> **What to do**: Scan the records for the string "DefaultBodyLimit" and copy every line that holds it.

Start of Source material

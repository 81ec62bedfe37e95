//! Axum HTTP listener.
//!
//! Every method and path is forwarded through [`Proxy::forward`]; there are no
//! local endpoints. Hyper drops the handler future when the caller closes the
//! connection, which cancels the chain walk along with any in-flight attempt.

use std::future::Future;
use std::io;
use std::net::SocketAddr;
use std::sync::Arc;

use axum::body::{Body, Bytes};
use axum::extract::{DefaultBodyLimit, State};
use axum::http::{header, HeaderMap, Method, Uri};
use axum::response::{IntoResponse, Response};
use axum::Router;
use tokio::net::TcpListener;
use tracing::info;

use crate::error::ProxyError;
use crate::proxy::{Proxy, ProxyOutcome, ProxyRequest, RelayedResponse, ResponseBody};

/// A bound listener that has not started accepting yet.
pub struct BoundServer {
    listener: TcpListener,
    router: Router,
    pub addr: SocketAddr,
}

impl BoundServer {
    /// Base URL a client should be pointed at.
    pub fn base_url(&self) -> String {
        format!("http://{}", self.addr)
    }

    /// Accept connections until `shutdown` resolves, then drain in-flight
    /// requests.
    pub async fn serve(self, shutdown: impl Future<Output = ()> + Send + 'static) -> io::Result<()> {
        axum::serve(self.listener, self.router)
            .with_graceful_shutdown(shutdown)
            .await
    }
}

/// Bind `host:port` (port 0 picks an ephemeral port).
pub async fn bind(
    proxy: Arc<Proxy>,
    host: &str,
    port: u16,
    max_body_bytes: usize,
) -> Result<BoundServer, ProxyError> {
    let addr = format!("{}:{}", host, port);
    let listener = TcpListener::bind(&addr)
        .await
        .map_err(|source| ProxyError::Bind {
            addr: addr.clone(),
            source,
        })?;
    let bound = listener
        .local_addr()
        .map_err(|source| ProxyError::Bind { addr, source })?;
    info!(addr = %bound, "switchback listening");

    Ok(BoundServer {
        listener,
        router: router(proxy, max_body_bytes),
        addr: bound,
    })
}

/// Catch-all router; bodies over `max_body_bytes` are answered with 413.
pub fn router(proxy: Arc<Proxy>, max_body_bytes: usize) -> Router {
    Router::new()
        .fallback(handle)
        .layer(DefaultBodyLimit::max(max_body_bytes))
        .with_state(proxy)
}

async fn handle(
    State(proxy): State<Arc<Proxy>>,
    method: Method,
    uri: Uri,
    headers: HeaderMap,
    body: Bytes,
) -> Response {
    let request = ProxyRequest {
        method,
        path: uri.path().to_string(),
        query: uri.query().filter(|q| !q.is_empty()).map(str::to_string),
        headers,
        body,
    };

    match proxy.forward(request).await {
        ProxyOutcome::Relayed(response) => into_response(response),
        ProxyOutcome::Exhausted(failures) => (
            ProxyOutcome::EXHAUSTED_STATUS,
            [(header::CONTENT_TYPE, "application/json")],
            ProxyOutcome::exhausted_body(&failures),
        )
            .into_response(),
    }
}

fn into_response(relayed: RelayedResponse) -> Response {
    let body = match relayed.body {
        ResponseBody::Buffered(bytes) => Body::from(bytes),
        ResponseBody::Stream(stream) => Body::from_stream(stream),
    };

    let mut response = Response::new(body);
    *response.status_mut() = relayed.status;
    *response.headers_mut() = relayed.headers;
    response
}
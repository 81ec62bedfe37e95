//! Upstream outcome classification.
//!
//! Decides, from a status code and (for server errors) the response body,
//! whether the chain walk stops here or fails over to the next provider, and
//! what the current provider's health should become.

use serde_json::Value;

/// Substrings that mark a 5xx as the request's fault rather than the
/// provider's. Matched against the lowercased error message.
const REQUEST_RELATED_KEYWORDS: &[&str] = &[
    "context",
    "token",
    "too long",
    "too large",
    "exceeds",
    "maximum",
    "limit",
    "length",
    "size",
    "prompt",
];

/// Health consequence of an attempt that did not end the walk.
#[derive(Debug, Clone, Copy, PartialEq, Eq)]
pub enum Penalty {
    /// `mark_failed`
    Transient,
    /// `mark_auth_failed`
    Auth,
    /// Leave health untouched
    None,
}

#[derive(Debug, Clone, Copy, PartialEq, Eq)]
pub enum StatusClass {
    /// 401, 402, 403
    AuthFailure,
    /// 429
    RateLimited,
    /// >= 500; needs the body to tell provider faults from request faults
    ServerError,
    /// Everything else, relayed as-is
    Terminal,
}

impl StatusClass {
    pub fn of(status: u16) -> Self {
        match status {
            401..=403 => Self::AuthFailure,
            429 => Self::RateLimited,
            s if s >= 500 => Self::ServerError,
            _ => Self::Terminal,
        }
    }

    /// Penalty for this class. Server errors default to transient; callers
    /// should consult [`is_request_related`] first.
    pub fn penalty(self) -> Penalty {
        match self {
            Self::AuthFailure => Penalty::Auth,
            Self::RateLimited | Self::ServerError => Penalty::Transient,
            Self::Terminal => Penalty::None,
        }
    }
}

/// True when a server-error body blames the request itself (oversized prompt,
/// invalid parameters). Such failures move on without penalising the provider.
pub fn is_request_related(body: &[u8]) -> bool {
    let parsed: Option<Value> = serde_json::from_slice(body).ok();
    let error = parsed.as_ref().and_then(|v| v.get("error"));

    let error_type = error
        .and_then(|e| e.get("type"))
        .and_then(Value::as_str)
        .or_else(|| parsed.as_ref()?.get("type")?.as_str());
    if error_type == Some("invalid_request_error") {
        return true;
    }

    let message = match error_message(parsed.as_ref()) {
        Some(message) => message.to_lowercase(),
        None => String::from_utf8_lossy(body).to_lowercase(),
    };
    REQUEST_RELATED_KEYWORDS
        .iter()
        .any(|keyword| message.contains(keyword))
}

/// `error.message`, `error` as a string, or a top-level `message`.
fn error_message(parsed: Option<&Value>) -> Option<&str> {
    let parsed = parsed?;
    match parsed.get("error") {
        Some(Value::String(message)) => Some(message),
        Some(error) => error.get("message").and_then(Value::as_str),
        None => parsed.get("message").and_then(Value::as_str),
    }
}

#[cfg(test)]
mod tests {
    use super::*;

    #[test]
    fn test_status_classes() {
        assert_eq!(StatusClass::of(401), StatusClass::AuthFailure);
        assert_eq!(StatusClass::of(402), StatusClass::AuthFailure);
        assert_eq!(StatusClass::of(403), StatusClass::AuthFailure);
        assert_eq!(StatusClass::of(429), StatusClass::RateLimited);
        assert_eq!(StatusClass::of(500), StatusClass::ServerError);
        assert_eq!(StatusClass::of(529), StatusClass::ServerError);
        assert_eq!(StatusClass::of(200), StatusClass::Terminal);
        assert_eq!(StatusClass::of(400), StatusClass::Terminal);
        assert_eq!(StatusClass::of(404), StatusClass::Terminal);
        assert_eq!(StatusClass::of(413), StatusClass::Terminal);
    }

    #[test]
    fn test_penalties() {
        assert_eq!(StatusClass::AuthFailure.penalty(), Penalty::Auth);
        assert_eq!(StatusClass::RateLimited.penalty(), Penalty::Transient);
        assert_eq!(StatusClass::ServerError.penalty(), Penalty::Transient);
        assert_eq!(StatusClass::Terminal.penalty(), Penalty::None);
    }

    #[test]
    fn test_invalid_request_error_type() {
        let body = br#"{"type":"error","error":{"type":"invalid_request_error","message":"nope"}}"#;
        assert!(is_request_related(body));
    }

    #[test]
    fn test_keyword_in_message() {
        let body = br#"{"error":{"type":"api_error","message":"Prompt is too long: 210000 tokens"}}"#;
        assert!(is_request_related(body));

        let body = br#"{"error":"Maximum context exceeded"}"#;
        assert!(is_request_related(body));
    }

    #[test]
    fn test_provider_fault() {
        let body = br#"{"error":{"type":"overloaded_error","message":"Overloaded"}}"#;
        assert!(!is_request_related(body));
        assert!(!is_request_related(b""));
    }

    #[test]
    fn test_non_json_body_is_searched_whole() {
        assert!(is_request_related(b"upstream says: request SIZE too big"));
        assert!(!is_request_related(b"502 Bad Gateway"));
    }
}
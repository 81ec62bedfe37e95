use crate::schema::SwitchbackConfig;
use anyhow::{anyhow, Context, Result};
use std::env;
use std::fs;
use std::path::{Path, PathBuf};

#[derive(Debug, Clone, Copy, PartialEq, Eq)]
pub enum ConfigFormat {
    Jsonc,
    Json,
    Yaml,
}

impl ConfigFormat {
    pub fn from_path(path: &Path) -> Option<Self> {
        let ext = path.extension()?.to_str()?;

        match ext {
            "jsonc" => Some(Self::Jsonc),
            "json" => Some(Self::Json),
            "yml" | "yaml" => Some(Self::Yaml),
            _ => None,
        }
    }
}

#[derive(Debug, Clone)]
pub struct ResolvedConfig {
    pub config: SwitchbackConfig,
    pub path: PathBuf,
    pub format: ConfigFormat,
}

/// Find and load the configuration. `profile` replaces `active_profile`
/// before validation, so an unknown selection is reported at load time.
pub fn resolve_config(config_path: Option<&Path>, profile: Option<&str>) -> Result<ResolvedConfig> {
    let path = config_path
        .map(|p| p.to_path_buf())
        .or_else(find_config_file)
        .ok_or_else(|| anyhow!("No switchback configuration file found"))?;

    load_with_profile(&path, profile)
}

pub fn load_config_from_file(path: &Path) -> Result<ResolvedConfig> {
    load_with_profile(path, None)
}

fn load_with_profile(path: &Path, profile: Option<&str>) -> Result<ResolvedConfig> {
    let content = fs::read_to_string(path)
        .with_context(|| format!("Failed to read config file: {}", path.display()))?;

    let format = ConfigFormat::from_path(path)
        .ok_or_else(|| anyhow!("Unknown config format for: {}", path.display()))?;

    let mut config = expand_env_vars(parse_config_content(&content, format)?);
    if let Some(profile) = profile {
        config.active_profile = profile.to_string();
    }
    config
        .validate()
        .with_context(|| format!("Invalid configuration in {}", path.display()))?;

    Ok(ResolvedConfig {
        config,
        path: path.to_path_buf(),
        format,
    })
}

fn parse_config_content(content: &str, format: ConfigFormat) -> Result<SwitchbackConfig> {
    match format {
        ConfigFormat::Jsonc => json5::from_str(content).context("Failed to parse JSONC"),
        ConfigFormat::Json => serde_json::from_str(content).context("Failed to parse JSON"),
        ConfigFormat::Yaml => serde_yaml_ng::from_str(content).context("Failed to parse YAML"),
    }
}

const CONFIG_CANDIDATES: &[&str] = &[
    "switchback.jsonc",
    "switchback.json",
    "switchback.yml",
    "switchback.yaml",
    ".switchback.jsonc",
    ".switchback.json",
    ".switchback.yml",
    ".switchback.yaml",
];

/// First existing candidate in the working directory, then in
/// `~/.config/switchback/`.
pub fn find_config_file() -> Option<PathBuf> {
    let local = CONFIG_CANDIDATES.iter().map(PathBuf::from);
    let global = dirs::home_dir()
        .map(|home| home.join(".config").join("switchback"))
        .into_iter()
        .flat_map(|dir| CONFIG_CANDIDATES.iter().map(move |c| dir.join(c)));

    local.chain(global).find(|path| path.exists())
}

/// Only connection details are expanded; names and model ids are taken literally.
fn expand_env_vars(mut config: SwitchbackConfig) -> SwitchbackConfig {
    for provider in config.providers.iter_mut() {
        provider.base_url = expand_env_string(&provider.base_url);
        provider.token = expand_env_string(&provider.token);
        for overlay in provider.env.values_mut() {
            for value in overlay.values_mut() {
                *value = expand_env_string(value);
            }
        }
    }
    if let Some(log_file) = &config.proxy.log_file {
        config.proxy.log_file = Some(PathBuf::from(expand_env_string(
            &log_file.to_string_lossy(),
        )));
    }
    config
}

/// Expand `${VAR}` and `$VAR`. Unset variables are kept verbatim so a typo
/// surfaces as an obviously wrong token instead of an empty one.
fn expand_env_string(s: &str) -> String {
    let mut result = String::with_capacity(s.len());
    let mut chars = s.chars().peekable();

    while let Some(ch) = chars.next() {
        if ch != '$' {
            result.push(ch);
            continue;
        }

        if chars.peek() == Some(&'{') {
            chars.next();
            let var_name: String = chars.by_ref().take_while(|&c| c != '}').collect();
            match env::var(&var_name) {
                Ok(value) => result.push_str(&value),
                Err(_) => {
                    result.push_str("${");
                    result.push_str(&var_name);
                    result.push('}');
                }
            }
            continue;
        }

        let mut var_name = String::new();
        while let Some(&c) = chars.peek() {
            if !(c.is_alphanumeric() || c == '_') {
                break;
            }
            var_name.push(c);
            chars.next();
        }
        if var_name.is_empty() {
            result.push('$');
        } else if let Ok(value) = env::var(&var_name) {
            result.push_str(&value);
        } else {
            result.push('$');
            result.push_str(&var_name);
        }
    }

    result
}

End of Source material

> **Solution to the exercise**:
use axum::extract::{DefaultBodyLimit, State};
        .layer(DefaultBodyLimit::max(max_body_bytes))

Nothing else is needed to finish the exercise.